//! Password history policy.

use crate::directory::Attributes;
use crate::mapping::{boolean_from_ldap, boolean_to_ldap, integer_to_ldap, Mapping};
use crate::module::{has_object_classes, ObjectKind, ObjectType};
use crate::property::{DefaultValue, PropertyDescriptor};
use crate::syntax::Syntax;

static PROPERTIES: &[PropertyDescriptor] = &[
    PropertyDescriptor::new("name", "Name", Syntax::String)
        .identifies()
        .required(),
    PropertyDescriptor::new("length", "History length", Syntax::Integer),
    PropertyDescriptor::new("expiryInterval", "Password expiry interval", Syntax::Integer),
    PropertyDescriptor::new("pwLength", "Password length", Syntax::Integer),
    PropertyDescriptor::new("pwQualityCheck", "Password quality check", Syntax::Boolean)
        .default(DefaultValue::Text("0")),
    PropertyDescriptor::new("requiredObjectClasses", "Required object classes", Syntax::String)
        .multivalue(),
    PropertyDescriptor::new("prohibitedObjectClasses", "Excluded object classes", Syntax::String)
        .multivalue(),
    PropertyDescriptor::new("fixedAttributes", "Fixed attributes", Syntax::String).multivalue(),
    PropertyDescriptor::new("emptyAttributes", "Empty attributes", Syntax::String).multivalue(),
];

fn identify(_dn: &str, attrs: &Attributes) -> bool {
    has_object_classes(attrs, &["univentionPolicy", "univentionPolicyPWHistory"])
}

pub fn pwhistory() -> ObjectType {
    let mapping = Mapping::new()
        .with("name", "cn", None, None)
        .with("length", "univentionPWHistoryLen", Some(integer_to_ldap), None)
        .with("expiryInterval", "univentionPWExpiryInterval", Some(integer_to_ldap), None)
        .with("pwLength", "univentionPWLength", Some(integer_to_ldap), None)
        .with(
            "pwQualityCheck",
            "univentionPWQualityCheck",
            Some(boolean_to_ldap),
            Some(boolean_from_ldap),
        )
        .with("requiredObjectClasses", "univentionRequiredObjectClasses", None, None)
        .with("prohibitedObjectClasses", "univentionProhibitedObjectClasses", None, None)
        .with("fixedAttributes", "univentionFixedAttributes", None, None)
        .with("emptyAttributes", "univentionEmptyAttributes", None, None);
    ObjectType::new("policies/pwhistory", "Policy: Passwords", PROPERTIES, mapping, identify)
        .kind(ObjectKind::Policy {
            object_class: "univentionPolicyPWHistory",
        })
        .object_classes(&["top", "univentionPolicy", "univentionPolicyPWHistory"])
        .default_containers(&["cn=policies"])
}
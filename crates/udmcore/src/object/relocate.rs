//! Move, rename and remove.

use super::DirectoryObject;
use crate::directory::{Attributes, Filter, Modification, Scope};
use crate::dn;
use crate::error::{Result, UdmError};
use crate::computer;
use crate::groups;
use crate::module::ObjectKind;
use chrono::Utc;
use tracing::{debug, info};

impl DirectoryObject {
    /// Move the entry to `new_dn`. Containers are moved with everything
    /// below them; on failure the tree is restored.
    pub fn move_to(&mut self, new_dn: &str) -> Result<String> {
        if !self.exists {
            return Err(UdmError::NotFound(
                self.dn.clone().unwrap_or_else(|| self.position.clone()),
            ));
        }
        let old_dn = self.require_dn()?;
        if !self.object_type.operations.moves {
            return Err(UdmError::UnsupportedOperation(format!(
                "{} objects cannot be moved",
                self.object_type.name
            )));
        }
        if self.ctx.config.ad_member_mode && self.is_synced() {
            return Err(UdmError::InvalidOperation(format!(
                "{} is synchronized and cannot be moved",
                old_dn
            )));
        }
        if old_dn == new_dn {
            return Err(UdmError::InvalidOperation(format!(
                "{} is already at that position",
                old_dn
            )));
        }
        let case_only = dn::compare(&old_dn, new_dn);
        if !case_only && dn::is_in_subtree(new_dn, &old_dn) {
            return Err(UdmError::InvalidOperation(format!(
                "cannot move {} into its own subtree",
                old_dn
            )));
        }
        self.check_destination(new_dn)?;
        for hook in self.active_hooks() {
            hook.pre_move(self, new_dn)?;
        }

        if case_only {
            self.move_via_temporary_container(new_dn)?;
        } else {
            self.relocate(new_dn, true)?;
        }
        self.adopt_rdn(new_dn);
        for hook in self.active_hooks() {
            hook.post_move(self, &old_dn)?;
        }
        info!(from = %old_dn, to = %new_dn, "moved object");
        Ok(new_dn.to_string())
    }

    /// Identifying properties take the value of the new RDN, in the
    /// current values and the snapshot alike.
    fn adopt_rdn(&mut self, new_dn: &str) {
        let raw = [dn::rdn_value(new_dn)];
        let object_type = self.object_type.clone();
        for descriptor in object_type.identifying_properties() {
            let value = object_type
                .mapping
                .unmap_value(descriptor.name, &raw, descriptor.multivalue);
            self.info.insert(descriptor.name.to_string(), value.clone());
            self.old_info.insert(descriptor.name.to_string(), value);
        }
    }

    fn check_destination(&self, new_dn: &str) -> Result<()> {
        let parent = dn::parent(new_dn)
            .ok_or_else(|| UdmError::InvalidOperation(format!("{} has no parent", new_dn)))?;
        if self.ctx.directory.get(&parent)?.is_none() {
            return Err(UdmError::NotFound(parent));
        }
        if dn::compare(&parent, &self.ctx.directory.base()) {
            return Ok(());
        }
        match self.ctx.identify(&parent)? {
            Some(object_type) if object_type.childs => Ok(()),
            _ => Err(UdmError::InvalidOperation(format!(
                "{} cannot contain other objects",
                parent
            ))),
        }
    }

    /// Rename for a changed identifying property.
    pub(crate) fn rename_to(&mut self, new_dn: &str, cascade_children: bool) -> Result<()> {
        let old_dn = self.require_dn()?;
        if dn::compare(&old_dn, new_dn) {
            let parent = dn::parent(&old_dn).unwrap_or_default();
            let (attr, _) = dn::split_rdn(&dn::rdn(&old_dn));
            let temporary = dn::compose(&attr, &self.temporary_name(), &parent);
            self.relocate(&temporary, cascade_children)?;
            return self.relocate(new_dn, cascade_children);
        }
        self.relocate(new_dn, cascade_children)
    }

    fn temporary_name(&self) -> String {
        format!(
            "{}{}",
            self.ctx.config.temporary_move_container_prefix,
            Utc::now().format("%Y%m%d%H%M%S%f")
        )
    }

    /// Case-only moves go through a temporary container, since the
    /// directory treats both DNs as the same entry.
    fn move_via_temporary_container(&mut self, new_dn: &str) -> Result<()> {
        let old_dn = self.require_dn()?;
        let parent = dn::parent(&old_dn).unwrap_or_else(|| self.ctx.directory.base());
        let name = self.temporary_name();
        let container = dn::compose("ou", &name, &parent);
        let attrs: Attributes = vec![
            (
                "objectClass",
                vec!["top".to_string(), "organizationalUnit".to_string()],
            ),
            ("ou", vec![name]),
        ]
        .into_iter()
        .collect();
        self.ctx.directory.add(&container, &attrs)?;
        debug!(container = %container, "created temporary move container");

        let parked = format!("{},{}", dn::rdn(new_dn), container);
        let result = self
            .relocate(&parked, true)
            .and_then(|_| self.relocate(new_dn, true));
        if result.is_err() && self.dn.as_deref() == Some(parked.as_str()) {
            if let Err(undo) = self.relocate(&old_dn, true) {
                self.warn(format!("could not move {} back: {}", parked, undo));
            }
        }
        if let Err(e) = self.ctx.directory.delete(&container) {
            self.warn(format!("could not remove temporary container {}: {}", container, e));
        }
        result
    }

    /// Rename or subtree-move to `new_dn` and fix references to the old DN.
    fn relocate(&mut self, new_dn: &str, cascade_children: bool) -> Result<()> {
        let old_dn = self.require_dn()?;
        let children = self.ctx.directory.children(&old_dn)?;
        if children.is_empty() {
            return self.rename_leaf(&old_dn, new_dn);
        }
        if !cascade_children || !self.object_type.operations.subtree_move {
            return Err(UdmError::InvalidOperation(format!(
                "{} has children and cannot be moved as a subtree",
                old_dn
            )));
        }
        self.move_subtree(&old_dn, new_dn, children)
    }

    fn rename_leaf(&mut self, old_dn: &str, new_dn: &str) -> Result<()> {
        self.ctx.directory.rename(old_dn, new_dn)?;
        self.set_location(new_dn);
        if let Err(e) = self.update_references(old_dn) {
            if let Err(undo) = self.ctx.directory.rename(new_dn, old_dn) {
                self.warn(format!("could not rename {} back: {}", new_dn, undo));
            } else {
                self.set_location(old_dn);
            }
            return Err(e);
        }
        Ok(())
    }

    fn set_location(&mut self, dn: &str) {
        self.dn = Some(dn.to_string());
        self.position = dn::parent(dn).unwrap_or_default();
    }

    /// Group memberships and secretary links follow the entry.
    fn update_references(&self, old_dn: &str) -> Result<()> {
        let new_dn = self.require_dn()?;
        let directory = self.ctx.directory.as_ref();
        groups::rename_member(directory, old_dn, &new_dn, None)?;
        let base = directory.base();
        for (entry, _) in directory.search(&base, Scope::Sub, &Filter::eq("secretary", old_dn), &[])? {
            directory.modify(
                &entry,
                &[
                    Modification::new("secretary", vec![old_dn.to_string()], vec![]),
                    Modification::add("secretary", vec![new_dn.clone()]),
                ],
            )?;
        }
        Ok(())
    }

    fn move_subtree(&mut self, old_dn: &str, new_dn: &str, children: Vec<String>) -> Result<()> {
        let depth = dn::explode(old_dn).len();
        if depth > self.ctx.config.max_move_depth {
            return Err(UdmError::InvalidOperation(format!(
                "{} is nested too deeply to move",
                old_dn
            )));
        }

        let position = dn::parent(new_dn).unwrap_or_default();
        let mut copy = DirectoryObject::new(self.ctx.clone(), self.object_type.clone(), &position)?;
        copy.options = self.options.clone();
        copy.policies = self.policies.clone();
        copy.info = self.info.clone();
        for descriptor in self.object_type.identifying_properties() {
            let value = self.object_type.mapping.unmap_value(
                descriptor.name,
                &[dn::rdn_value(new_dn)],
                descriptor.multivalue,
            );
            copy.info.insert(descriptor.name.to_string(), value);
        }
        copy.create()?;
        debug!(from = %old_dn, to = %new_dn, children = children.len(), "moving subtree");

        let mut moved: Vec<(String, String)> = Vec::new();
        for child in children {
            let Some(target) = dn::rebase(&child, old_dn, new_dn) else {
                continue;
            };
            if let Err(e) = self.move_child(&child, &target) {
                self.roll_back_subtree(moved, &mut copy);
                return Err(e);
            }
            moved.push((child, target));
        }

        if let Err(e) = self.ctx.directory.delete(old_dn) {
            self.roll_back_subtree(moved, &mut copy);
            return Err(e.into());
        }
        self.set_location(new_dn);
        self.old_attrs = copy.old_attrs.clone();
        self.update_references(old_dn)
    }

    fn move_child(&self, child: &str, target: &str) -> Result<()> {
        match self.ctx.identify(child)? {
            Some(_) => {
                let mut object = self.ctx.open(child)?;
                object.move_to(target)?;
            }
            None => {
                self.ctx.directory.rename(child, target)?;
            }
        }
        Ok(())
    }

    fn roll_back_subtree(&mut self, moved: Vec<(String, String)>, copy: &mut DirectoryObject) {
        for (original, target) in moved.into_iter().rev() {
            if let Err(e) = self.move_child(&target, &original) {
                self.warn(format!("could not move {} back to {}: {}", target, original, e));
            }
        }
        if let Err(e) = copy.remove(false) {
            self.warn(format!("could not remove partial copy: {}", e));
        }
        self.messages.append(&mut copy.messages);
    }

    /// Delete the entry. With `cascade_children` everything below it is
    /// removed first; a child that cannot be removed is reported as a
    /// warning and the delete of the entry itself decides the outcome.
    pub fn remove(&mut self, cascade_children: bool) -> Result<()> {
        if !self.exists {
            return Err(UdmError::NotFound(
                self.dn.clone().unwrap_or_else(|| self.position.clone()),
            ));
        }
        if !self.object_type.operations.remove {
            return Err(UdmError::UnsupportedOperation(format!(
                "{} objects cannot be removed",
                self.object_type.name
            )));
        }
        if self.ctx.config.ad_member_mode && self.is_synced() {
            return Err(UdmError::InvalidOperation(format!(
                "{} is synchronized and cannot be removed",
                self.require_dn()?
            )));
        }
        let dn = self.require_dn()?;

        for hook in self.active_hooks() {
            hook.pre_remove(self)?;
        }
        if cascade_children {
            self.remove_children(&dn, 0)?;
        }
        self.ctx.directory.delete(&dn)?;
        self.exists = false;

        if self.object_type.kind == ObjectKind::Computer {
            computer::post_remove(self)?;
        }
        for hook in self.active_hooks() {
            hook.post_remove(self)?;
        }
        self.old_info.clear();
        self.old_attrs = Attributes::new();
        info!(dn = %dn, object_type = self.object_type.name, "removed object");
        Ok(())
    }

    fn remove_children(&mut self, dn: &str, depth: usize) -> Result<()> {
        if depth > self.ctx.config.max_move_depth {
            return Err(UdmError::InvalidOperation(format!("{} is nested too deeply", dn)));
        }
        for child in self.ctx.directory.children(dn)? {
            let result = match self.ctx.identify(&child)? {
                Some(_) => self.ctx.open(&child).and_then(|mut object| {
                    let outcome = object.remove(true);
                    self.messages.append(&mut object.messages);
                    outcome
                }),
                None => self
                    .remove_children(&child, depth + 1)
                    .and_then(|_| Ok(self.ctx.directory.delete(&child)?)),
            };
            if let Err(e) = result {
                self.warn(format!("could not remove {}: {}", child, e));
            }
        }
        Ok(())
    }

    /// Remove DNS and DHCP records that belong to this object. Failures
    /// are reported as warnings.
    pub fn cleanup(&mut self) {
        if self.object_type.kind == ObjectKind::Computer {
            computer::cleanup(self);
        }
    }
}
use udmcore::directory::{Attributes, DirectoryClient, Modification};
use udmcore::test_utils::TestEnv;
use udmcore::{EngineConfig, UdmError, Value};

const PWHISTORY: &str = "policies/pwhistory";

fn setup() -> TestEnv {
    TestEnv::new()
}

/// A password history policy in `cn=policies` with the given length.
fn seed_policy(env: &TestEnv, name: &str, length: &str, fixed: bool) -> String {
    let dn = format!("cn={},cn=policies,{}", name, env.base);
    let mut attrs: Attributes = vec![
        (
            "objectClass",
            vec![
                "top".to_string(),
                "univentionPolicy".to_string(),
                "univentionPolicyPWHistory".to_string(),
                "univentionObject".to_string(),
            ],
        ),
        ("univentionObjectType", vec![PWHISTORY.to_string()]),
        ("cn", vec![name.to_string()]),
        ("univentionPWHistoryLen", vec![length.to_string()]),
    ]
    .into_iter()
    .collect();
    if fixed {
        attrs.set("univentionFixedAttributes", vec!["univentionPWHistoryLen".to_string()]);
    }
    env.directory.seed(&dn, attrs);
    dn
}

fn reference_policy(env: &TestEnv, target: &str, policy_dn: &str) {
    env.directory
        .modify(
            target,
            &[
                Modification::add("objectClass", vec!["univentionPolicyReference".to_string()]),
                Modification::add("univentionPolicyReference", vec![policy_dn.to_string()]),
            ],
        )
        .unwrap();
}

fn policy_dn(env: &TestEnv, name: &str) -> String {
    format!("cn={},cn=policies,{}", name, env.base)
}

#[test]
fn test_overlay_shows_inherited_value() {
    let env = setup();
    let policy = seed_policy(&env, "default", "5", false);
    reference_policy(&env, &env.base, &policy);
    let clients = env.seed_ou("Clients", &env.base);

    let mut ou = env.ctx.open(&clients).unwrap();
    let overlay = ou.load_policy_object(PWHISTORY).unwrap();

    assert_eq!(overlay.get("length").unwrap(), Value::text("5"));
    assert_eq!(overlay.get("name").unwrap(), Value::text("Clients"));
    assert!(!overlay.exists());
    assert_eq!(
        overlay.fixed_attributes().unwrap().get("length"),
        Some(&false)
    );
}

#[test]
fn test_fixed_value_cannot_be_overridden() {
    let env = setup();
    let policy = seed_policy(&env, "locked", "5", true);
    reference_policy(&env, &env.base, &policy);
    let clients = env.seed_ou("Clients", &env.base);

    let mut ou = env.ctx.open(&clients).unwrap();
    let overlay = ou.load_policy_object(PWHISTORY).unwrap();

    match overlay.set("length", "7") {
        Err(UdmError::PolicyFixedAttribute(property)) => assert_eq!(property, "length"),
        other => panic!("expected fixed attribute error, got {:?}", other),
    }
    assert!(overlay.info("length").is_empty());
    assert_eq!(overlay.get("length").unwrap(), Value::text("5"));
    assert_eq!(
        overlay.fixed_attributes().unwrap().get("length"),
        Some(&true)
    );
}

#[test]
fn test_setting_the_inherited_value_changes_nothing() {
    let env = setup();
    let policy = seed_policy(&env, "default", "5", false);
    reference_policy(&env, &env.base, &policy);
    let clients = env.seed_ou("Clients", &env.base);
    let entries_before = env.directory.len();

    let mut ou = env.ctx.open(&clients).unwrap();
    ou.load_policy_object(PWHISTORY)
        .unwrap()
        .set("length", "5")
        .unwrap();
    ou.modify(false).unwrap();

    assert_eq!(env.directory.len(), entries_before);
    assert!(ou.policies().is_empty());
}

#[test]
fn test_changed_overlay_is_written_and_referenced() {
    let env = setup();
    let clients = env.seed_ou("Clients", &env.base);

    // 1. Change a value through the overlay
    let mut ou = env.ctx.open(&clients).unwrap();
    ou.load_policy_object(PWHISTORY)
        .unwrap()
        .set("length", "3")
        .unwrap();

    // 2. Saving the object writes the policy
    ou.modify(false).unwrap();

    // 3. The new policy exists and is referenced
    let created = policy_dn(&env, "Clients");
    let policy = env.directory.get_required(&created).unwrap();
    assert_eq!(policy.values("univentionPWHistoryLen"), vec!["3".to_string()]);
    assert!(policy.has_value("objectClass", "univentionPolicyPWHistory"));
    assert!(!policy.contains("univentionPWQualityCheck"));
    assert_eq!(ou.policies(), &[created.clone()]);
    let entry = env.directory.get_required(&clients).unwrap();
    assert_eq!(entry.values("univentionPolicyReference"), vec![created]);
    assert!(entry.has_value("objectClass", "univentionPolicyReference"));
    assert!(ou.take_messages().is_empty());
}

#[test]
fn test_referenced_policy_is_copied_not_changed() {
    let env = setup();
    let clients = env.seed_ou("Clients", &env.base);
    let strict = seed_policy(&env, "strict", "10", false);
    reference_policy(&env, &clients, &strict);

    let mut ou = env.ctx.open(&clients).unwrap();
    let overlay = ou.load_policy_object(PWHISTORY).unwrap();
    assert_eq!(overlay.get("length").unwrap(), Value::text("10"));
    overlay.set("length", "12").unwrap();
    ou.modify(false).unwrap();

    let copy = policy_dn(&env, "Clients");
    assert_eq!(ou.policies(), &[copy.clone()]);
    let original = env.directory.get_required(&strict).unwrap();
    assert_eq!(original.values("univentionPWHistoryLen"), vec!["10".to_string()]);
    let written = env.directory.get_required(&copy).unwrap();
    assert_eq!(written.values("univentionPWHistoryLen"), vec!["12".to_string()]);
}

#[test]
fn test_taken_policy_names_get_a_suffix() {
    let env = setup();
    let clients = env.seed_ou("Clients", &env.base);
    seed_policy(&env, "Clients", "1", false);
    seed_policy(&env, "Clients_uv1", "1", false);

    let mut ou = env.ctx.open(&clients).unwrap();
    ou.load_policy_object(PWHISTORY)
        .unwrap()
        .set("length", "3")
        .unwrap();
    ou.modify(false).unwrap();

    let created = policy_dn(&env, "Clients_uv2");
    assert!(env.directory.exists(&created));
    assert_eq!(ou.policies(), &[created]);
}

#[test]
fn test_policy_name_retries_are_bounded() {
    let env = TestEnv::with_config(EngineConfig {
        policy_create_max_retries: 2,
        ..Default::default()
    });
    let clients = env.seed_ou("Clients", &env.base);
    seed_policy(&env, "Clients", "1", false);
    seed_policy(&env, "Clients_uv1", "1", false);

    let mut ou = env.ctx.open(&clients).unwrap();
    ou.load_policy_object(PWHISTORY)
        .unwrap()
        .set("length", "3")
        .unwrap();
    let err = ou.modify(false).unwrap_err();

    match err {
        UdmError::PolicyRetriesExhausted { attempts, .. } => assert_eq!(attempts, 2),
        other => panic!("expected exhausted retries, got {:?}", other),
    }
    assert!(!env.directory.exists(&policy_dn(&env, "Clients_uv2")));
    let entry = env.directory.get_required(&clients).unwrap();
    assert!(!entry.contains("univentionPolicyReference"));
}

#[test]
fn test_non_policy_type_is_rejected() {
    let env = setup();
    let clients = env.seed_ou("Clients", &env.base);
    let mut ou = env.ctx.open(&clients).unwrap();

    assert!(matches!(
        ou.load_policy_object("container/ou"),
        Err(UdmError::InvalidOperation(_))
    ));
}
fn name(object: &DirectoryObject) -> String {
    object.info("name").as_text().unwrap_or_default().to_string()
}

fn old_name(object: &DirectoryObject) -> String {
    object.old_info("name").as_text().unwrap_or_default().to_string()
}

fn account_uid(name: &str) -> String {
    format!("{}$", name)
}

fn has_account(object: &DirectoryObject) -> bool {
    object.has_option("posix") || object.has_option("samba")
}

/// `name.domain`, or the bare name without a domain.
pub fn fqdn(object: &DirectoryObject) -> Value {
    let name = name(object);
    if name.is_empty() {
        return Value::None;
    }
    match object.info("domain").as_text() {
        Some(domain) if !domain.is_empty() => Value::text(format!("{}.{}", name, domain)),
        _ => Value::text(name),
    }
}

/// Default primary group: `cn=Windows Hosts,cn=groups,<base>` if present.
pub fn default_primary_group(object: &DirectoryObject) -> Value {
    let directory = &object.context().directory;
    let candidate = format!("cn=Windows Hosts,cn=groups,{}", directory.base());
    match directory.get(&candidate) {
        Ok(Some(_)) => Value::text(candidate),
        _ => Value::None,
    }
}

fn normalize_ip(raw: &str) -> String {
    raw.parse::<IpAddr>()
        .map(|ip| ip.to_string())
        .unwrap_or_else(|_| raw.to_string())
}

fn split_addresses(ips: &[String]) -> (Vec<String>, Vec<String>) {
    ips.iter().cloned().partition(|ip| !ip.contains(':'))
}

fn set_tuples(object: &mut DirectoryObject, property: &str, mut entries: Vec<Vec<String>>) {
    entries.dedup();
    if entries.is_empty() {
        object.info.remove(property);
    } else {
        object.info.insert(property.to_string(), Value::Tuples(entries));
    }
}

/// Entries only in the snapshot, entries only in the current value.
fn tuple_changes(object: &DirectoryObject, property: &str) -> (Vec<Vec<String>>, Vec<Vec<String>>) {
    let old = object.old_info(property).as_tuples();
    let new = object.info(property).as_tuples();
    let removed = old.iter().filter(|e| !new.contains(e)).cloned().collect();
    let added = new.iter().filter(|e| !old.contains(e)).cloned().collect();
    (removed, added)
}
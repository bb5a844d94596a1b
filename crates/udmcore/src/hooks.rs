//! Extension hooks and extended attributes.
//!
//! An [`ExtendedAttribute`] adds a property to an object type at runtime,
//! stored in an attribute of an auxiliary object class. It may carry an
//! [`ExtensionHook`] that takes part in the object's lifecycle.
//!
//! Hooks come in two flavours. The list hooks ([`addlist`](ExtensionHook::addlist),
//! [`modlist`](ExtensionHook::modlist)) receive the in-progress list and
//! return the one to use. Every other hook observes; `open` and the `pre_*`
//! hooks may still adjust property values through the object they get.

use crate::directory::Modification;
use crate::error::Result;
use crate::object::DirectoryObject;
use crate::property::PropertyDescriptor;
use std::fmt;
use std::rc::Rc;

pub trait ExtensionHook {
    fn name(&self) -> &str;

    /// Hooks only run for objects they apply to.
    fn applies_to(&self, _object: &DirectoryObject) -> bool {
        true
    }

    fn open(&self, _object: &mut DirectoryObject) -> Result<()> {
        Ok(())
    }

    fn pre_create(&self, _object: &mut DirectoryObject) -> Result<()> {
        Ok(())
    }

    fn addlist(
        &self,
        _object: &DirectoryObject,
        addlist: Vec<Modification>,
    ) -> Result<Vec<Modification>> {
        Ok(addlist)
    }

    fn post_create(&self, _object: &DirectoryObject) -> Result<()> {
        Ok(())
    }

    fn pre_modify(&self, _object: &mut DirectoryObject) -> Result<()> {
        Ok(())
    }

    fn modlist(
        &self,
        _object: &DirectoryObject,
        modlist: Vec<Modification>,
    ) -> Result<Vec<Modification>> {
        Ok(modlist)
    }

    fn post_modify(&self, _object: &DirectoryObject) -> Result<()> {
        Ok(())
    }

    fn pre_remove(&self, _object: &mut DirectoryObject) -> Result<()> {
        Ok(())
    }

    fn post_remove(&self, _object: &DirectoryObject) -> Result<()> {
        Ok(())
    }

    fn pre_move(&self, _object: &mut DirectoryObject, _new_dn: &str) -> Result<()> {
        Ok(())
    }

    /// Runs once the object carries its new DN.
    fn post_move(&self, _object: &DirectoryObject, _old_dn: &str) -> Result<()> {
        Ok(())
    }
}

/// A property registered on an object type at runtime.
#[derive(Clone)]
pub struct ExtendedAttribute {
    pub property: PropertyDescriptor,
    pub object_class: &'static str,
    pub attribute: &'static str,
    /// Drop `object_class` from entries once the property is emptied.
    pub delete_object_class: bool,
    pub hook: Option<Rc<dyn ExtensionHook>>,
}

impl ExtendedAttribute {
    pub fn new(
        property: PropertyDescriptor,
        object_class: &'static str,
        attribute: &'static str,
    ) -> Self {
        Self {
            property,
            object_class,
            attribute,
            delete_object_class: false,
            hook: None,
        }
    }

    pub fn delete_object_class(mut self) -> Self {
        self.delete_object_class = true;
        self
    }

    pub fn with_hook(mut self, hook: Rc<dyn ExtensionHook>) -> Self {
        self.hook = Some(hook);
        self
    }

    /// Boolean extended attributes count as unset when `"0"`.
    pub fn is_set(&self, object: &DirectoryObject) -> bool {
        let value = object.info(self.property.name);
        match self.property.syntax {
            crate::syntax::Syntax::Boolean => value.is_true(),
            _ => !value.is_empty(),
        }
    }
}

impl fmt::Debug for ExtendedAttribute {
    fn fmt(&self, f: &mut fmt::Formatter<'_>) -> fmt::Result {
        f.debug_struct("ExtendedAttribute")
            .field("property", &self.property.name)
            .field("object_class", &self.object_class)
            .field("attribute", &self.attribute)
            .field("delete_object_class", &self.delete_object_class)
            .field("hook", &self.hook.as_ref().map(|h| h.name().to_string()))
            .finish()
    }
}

++++++++++

## Required action
Go through the records above, find every line with the word "expiryInterval", and list those lines.

## Solution
    PropertyDescriptor::new("expiryInterval", "Password expiry interval", Syntax::Integer),
        .with("expiryInterval", "univentionPWExpiryInterval", Some(integer_to_ldap), None)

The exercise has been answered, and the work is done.